The society also establishes standards for what qualifies as “great art,” and what does not. In the pre-impressionist Europe, historical painting– understood broadly so as to include biblical scenes, Greek and Roman mythology– was considered the highest and most prestigious form of art. Landscapes, still-lifes, portraits, and other suchlike were deemed less worthy. To wit:

Until the 20th century, Mona Lisa was one among many and not the “most famous painting” in the world as it is termed today. Among works in the Louvre, in 1852 its market value was 90,000 francs compared to works by Raphael valued at up to 600,000 francs.

“Great art,” going back to ancient Greece and Rome and then again starting with Renaissance, more often than not depicted naked and partially naked human bodies. Think Michelangelo, Raphael, Titian, Botticelli, Rubens. Even when the figures are clothed, the paintings still display a thorough knowledge of human anatomy. Such knowledge was usually gained through extensive study of the nude model, a practice that continues to be a mainstay of art programs. And yet, as Nochlin explains in detail, nude models (both male and female) were forbidden to women painters before the end of the 19th century. That right there explains completely why there has been no female Michelangelo or Raphael.

Nochlin cites many other ways in which the society refused to enable women artists: the apprenticeship system, access to academic educational institutions such as the Ecole des Beaux-Arts, opportunities to establish suitable relationships with art patrons, and more.

But the part I want to highlight here is the prevailing attitude to “the lady’s accomplishment”:

In contrast to the single-mindedness and commitment demanded of a chef d’ecole, we might set the image of the “lady painter” established by 19th century etiquette books and reinforced in the literature of the times. It is precisely the insistence upon a modest, proficient, self demeaning level of amateurism as a “suitable accomplishment” for the well brought up young woman, who naturally would want to direct her major attention to the welfare of others–family and husband–that militated, and still militates, against any real accomplishment on the part of women. It is this emphasis which transforms serious commitment to frivolous self-indulgence, busy work, or occupational therapy, and today, more than ever, in suburban bastions of the feminine mystique, tends to distort the whole notion of what art is and what kind of social role it plays.

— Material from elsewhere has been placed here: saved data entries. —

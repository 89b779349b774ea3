//! Artifact aggregation: merge per-target staging areas into one flat directory.

use std::collections::HashMap;
use std::path::Path;

use tracing::{debug, instrument};

use crate::domain::{AggregatedArtifactSet, Artifact, ReleaseError, ReleaseResult};
use crate::obs::emit_artifacts_aggregated;

/// Merge `artifacts` into `dest_dir`, keyed by archive name.
///
/// Checks, in order:
/// 1. No two artifacts share an archive name (`DuplicateArtifact`). Nothing
///    is copied when this fails, so neither artifact is kept.
/// 2. After copying, `dest_dir` holds exactly one file per successful build
///    (`MissingArtifact` otherwise).
///
/// `dest_dir` is created if needed and must not contain unrelated files.
#[instrument(skip(artifacts), fields(count = artifacts.len(), dest = %dest_dir.display()))]
pub fn aggregate(artifacts: Vec<Artifact>, dest_dir: &Path) -> ReleaseResult<AggregatedArtifactSet> {
    let expected = artifacts.len();

    let mut owners: HashMap<&str, &str> = HashMap::new();
    for artifact in &artifacts {
        if let Some(first) = owners.insert(&artifact.archive_name, &artifact.platform_id) {
            return Err(ReleaseError::DuplicateArtifact {
                archive_name: artifact.archive_name.clone(),
                first_platform: first.to_string(),
                second_platform: artifact.platform_id.clone(),
            });
        }
    }

    std::fs::create_dir_all(dest_dir)?;

    let mut set = AggregatedArtifactSet::new();
    for artifact in artifacts {
        let dest = dest_dir.join(&artifact.archive_name);
        let copied = std::fs::copy(&artifact.archive_path, &dest)?;
        debug!(
            platform = %artifact.platform_id,
            archive = %artifact.archive_name,
            bytes = copied,
            "Staged artifact"
        );
        set.insert(Artifact {
            archive_path: dest,
            size_bytes: copied,
            ..artifact
        })?;
    }

    let found = count_files(dest_dir)?;
    if found != expected || set.len() != expected {
        return Err(ReleaseError::MissingArtifact { expected, found });
    }

    emit_artifacts_aggregated(set.len(), set.total_bytes());
    Ok(set)
}

fn count_files(dir: &Path) -> ReleaseResult<usize> {
    let mut count = 0;
    for entry in std::fs::read_dir(dir)? {
        if entry?.file_type()?.is_file() {
            count += 1;
        }
    }
    Ok(count)
}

In Mrs. Ellis’s widely read The Family Monitor and Domestic Guide published before the middle of the 19th century, a book of advice popular both in the United States and in England, women were warned against the snare of trying too hard to excel in any one thing:

“It must not be supposed that the writer is one who would advocate, as essential to woman, any very extraordinary degree of intellectual attainment, especially if confined to one particular branch of study. ‘I should like to excel in something’ is a frequent and, to some extent, laudable expression; but in what does it originate, and to what does it tend? To be able to do a great many things tolerably well, is of infinitely more value to a woman, than to be able to excel in any one. By the former, she may render herself generally useful; by the latter she may dazzle for an hour. By being apt, and tolerably well skilled in everything, she may fall into any situation in life with dignity and ease–by devoting her time to excellence in one, she may remain incapable of every other.”

Which of course brings to mind this famous quote from G.H. Hardy:

… it is undeniable that a gift for mathematics is one of the most specialized talents, and that mathematicians as a class are not particularly distinguished for general ability or versatility. If a man is in any sense a real mathematician, then it is a hundred to one that his mathematics will be far better than anything else he can do, and that he would be silly if he surrendered any decent opportunity of exercising his one talent in order to do undistinguished work in other fields. Such a sacrifice could be justified only by economic necessity or age. […]

It is very hard to find an instance of a first-rate mathematician who has abandoned mathematics and attained first-rate distinction in any other field. There may have been young men who would have been first-rate mathematician if they had stuck in mathematics, but I have never heard of a really plausible example. And all this is fully borne out by my very own limited experience. Every young mathematician of real talent whom I have known has been faithful to mathematics, and not from lack of ambition but from abundance of it; they have all recognized that there, if anywhere, lay the road to a life of any distinction.

And Paul Halmos:

What does it take to be [a mathematician]? I think I know the answer: you have to be born right, you must continually strive to become perfect, you must love mathematics more than anything else, you must work at it hard and without stop, and you must never give up.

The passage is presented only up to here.